It makes me think of illustrations I saw when I was a child. Colour drawings of the Earth with a segment removed to show you the multiple layers all the way down to the core.

It also makes me think of the concept of the ecosystem, or even a biosphere….a complex of elements, some living, some non-living (which reminds me….I came across a quotation yesterday which said the opposite of “life” is not “death”, it’s “non-living”……must look that up!)

The idea of networks of connections and relationships between minerals, uni-cellular and multi-cellular organisms, air, water and sunlight co-creating the reality we live in…..I just love that.

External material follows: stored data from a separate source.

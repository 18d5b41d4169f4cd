//! Remote resource cache
//!
//! Memoizes backend reads per key. Concurrent reads of one key share a single
//! request, a failed read settles to "unavailable" instead of an error, and an
//! absent key never issues a request.

use std::collections::HashMap;
use std::fmt::Debug;
use std::hash::Hash;
use std::sync::Arc;

use futures::future::{BoxFuture, FutureExt, Shared};
use rbx_wizard_api::{
    CodeResponse, CodeTemplatesApi, Result as ApiResult, ReviewApi, Statement, StatementsApi,
};
use tokio::sync::{watch, Mutex};

use crate::types::TemplateKind;

/// State of a keyed remote value as seen by a consumer.
#[derive(Debug)]
pub enum Loadable<V> {
    /// No key, so nothing was requested.
    Absent,
    /// A request is in flight.
    Loading,
    Ready(Arc<V>),
    /// The last request failed; see the logs for the cause.
    Unavailable,
}

impl<V> Clone for Loadable<V> {
    fn clone(&self) -> Self {
        match self {
            Self::Absent => Self::Absent,
            Self::Loading => Self::Loading,
            Self::Ready(value) => Self::Ready(Arc::clone(value)),
            Self::Unavailable => Self::Unavailable,
        }
    }
}

impl<V> Loadable<V> {
    pub fn ready(&self) -> Option<&Arc<V>> {
        match self {
            Self::Ready(value) => Some(value),
            _ => None,
        }
    }

    pub fn is_loading(&self) -> bool {
        matches!(self, Self::Loading)
    }

    fn settled(value: Option<Arc<V>>) -> Self {
        value.map_or(Self::Unavailable, Self::Ready)
    }
}

type Fetcher<K, V> = dyn Fn(K) -> BoxFuture<'static, ApiResult<V>> + Send + Sync;
type SharedFetch<V> = Shared<BoxFuture<'static, Option<Arc<V>>>>;

enum Slot<V> {
    InFlight {
        generation: u64,
        fetch: SharedFetch<V>,
    },
    Settled(Option<Arc<V>>),
}

struct CacheState<K, V> {
    slots: HashMap<K, Slot<V>>,
    next_generation: u64,
}

/// Keyed memoizing cache for one resource family.
pub struct ResourceCache<K, V> {
    family: &'static str,
    fetcher: Box<Fetcher<K, V>>,
    state: Mutex<CacheState<K, V>>,
}

impl<K, V> ResourceCache<K, V>
where
    K: Eq + Hash + Clone + Debug + Send + Sync + 'static,
    V: Send + Sync + 'static,
{
    pub fn new<F>(family: &'static str, fetcher: F) -> Self
    where
        F: Fn(K) -> BoxFuture<'static, ApiResult<V>> + Send + Sync + 'static,
    {
        Self {
            family,
            fetcher: Box::new(fetcher),
            state: Mutex::new(CacheState {
                slots: HashMap::new(),
                next_generation: 0,
            }),
        }
    }

    /// The value for `key`, fetching it on first use.
    pub async fn load(&self, key: Option<&K>) -> Loadable<V> {
        let Some(key) = key else {
            return Loadable::Absent;
        };

        let (generation, fetch) = {
            let mut state = self.state.lock().await;
            let pending = match state.slots.get(key) {
                Some(Slot::Settled(value)) => return Loadable::settled(value.clone()),
                Some(Slot::InFlight { generation, fetch }) => Some((*generation, fetch.clone())),
                None => None,
            };
            match pending {
                Some(pending) => pending,
                None => self.start_fetch(&mut state, key),
            }
        };

        self.settle(key, generation, fetch).await
    }

    /// Fetch `key` again, disregarding the memoized value.
    pub async fn refetch(&self, key: &K) -> Loadable<V> {
        let (generation, fetch) = {
            let mut state = self.state.lock().await;
            self.start_fetch(&mut state, key)
        };
        self.settle(key, generation, fetch).await
    }

    /// Current state of `key` without fetching.
    pub async fn peek(&self, key: Option<&K>) -> Loadable<V> {
        let Some(key) = key else {
            return Loadable::Absent;
        };
        match self.state.lock().await.slots.get(key) {
            Some(Slot::Settled(value)) => Loadable::settled(value.clone()),
            Some(Slot::InFlight { .. }) => Loadable::Loading,
            None => Loadable::Absent,
        }
    }

    fn start_fetch(&self, state: &mut CacheState<K, V>, key: &K) -> (u64, SharedFetch<V>) {
        state.next_generation += 1;
        let generation = state.next_generation;

        let family = self.family;
        let key_desc = format!("{key:?}");
        let request = (self.fetcher)(key.clone());
        let fetch = async move {
            log::debug!("Fetching {family} {key_desc}");
            match request.await {
                Ok(value) => Some(Arc::new(value)),
                Err(e) => {
                    if e.is_expected() {
                        log::warn!("Failed to fetch {family} {key_desc}: {e}");
                    } else {
                        log::error!("Failed to fetch {family} {key_desc}: {e}");
                    }
                    None
                }
            }
        }
        .boxed()
        .shared();

        state.slots.insert(
            key.clone(),
            Slot::InFlight {
                generation,
                fetch: fetch.clone(),
            },
        );
        (generation, fetch)
    }

    /// Await the fetch and commit it, unless a newer fetch of the key replaced it.
    async fn settle(&self, key: &K, generation: u64, fetch: SharedFetch<V>) -> Loadable<V> {
        let value = fetch.await;
        let mut state = self.state.lock().await;
        let is_latest = matches!(
            state.slots.get(key),
            Some(Slot::InFlight { generation: current, .. }) if *current == generation
        );
        if is_latest {
            state.slots.insert(key.clone(), Slot::Settled(value.clone()));
        }
        Loadable::settled(value)
    }
}

struct BindingState<K> {
    key: Option<K>,
    epoch: u64,
}

/// One consumer's view of a cache, driven by a changing key.
///
/// Results are only published while their key is still the bound key, so a slow
/// response for an old key never overwrites the value for a newer one.
pub struct CacheBinding<K, V> {
    cache: Arc<ResourceCache<K, V>>,
    state: Mutex<BindingState<K>>,
    tx: watch::Sender<Loadable<V>>,
}

impl<K, V> CacheBinding<K, V>
where
    K: Eq + Hash + Clone + Debug + Send + Sync + 'static,
    V: Send + Sync + 'static,
{
    pub fn new(cache: Arc<ResourceCache<K, V>>) -> Self {
        let (tx, _rx) = watch::channel(Loadable::Absent);
        Self {
            cache,
            state: Mutex::new(BindingState {
                key: None,
                epoch: 0,
            }),
            tx,
        }
    }

    pub fn current(&self) -> Loadable<V> {
        self.tx.borrow().clone()
    }

    pub fn subscribe(&self) -> watch::Receiver<Loadable<V>> {
        self.tx.subscribe()
    }

    pub async fn key(&self) -> Option<K> {
        self.state.lock().await.key.clone()
    }

    /// Bind to `key` and load it. Re-binding the current key does not fetch again.
    pub async fn set_key(&self, key: Option<K>) -> Loadable<V> {
        let epoch = {
            let mut state = self.state.lock().await;
            let settled = !matches!(*self.tx.borrow(), Loadable::Loading);
            if state.epoch > 0 && state.key == key && settled {
                return self.current();
            }
            state.key.clone_from(&key);
            state.epoch += 1;
            self.tx.send_replace(if key.is_some() {
                Loadable::Loading
            } else {
                Loadable::Absent
            });
            state.epoch
        };

        let value = self.cache.load(key.as_ref()).await;
        self.publish_if_current(epoch, &value).await;
        value
    }

    /// Fetch the bound key again.
    pub async fn refetch(&self) -> Loadable<V> {
        let (epoch, key) = {
            let mut state = self.state.lock().await;
            state.epoch += 1;
            (state.epoch, state.key.clone())
        };
        let Some(key) = key else {
            return Loadable::Absent;
        };
        self.tx.send_replace(Loadable::Loading);
        let value = self.cache.refetch(&key).await;
        self.publish_if_current(epoch, &value).await;
        value
    }

    async fn publish_if_current(&self, epoch: u64, value: &Loadable<V>) {
        let state = self.state.lock().await;
        if state.epoch == epoch {
            self.tx.send_replace(value.clone());
        }
    }
}

/// The backend reads the workbench caches.
pub struct RemoteResources {
    pub statements: Arc<ResourceCache<(), Vec<Statement>>>,
    pub statement_code: Arc<ResourceCache<String, CodeResponse>>,
    pub templates: Arc<ResourceCache<TemplateKind, CodeResponse>>,
    pub models: Arc<ResourceCache<(), Vec<String>>>,
}

impl RemoteResources {
    pub fn new(
        statements_api: Arc<dyn StatementsApi>,
        templates_api: Arc<dyn CodeTemplatesApi>,
        review_api: Arc<dyn ReviewApi>,
    ) -> Self {
        let list_api = Arc::clone(&statements_api);
        let statements = ResourceCache::new("statements", move |(): ()| {
            let api = Arc::clone(&list_api);
            async move { api.list_statements().await }.boxed()
        });

        let code_api = statements_api;
        let statement_code = ResourceCache::new("statement code", move |id: String| {
            let api = Arc::clone(&code_api);
            async move { api.get_statement_code(&id).await }.boxed()
        });

        let templates = ResourceCache::new("template", move |kind: TemplateKind| {
            let api = Arc::clone(&templates_api);
            async move { api.get_template(kind).await }.boxed()
        });

        let models = ResourceCache::new("models", move |(): ()| {
            let api = Arc::clone(&review_api);
            async move { api.list_models().await }.boxed()
        });

        Self {
            statements: Arc::new(statements),
            statement_code: Arc::new(statement_code),
            templates: Arc::new(templates),
            models: Arc::new(models),
        }
    }

    /// All statements; empty when the list could not be fetched.
    pub async fn statements(&self) -> Vec<Statement> {
        match self.statements.load(Some(&())).await {
            Loadable::Ready(list) => list.as_ref().clone(),
            _ => Vec::new(),
        }
    }
}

It makes me think of the idea of viewing whatever we are looking at from different scales, because everything which exists, exists in nested layers of everything else……remember the old funny story about the teaching that the world floats on the back of a turtle? How the enquirer asked “And what does the turtle sit on?” The answer “Another turtle”. To which the enquirer asks “What does THAT turtle sit on?” The answer “Another turtle”. After a few minutes of this exchange continuing along the exact same question and response, the teacher finally responds to one of the “What does THAT turtle sit on?” with “It’s turtles all the way down, son. It’s turtles all the way down.”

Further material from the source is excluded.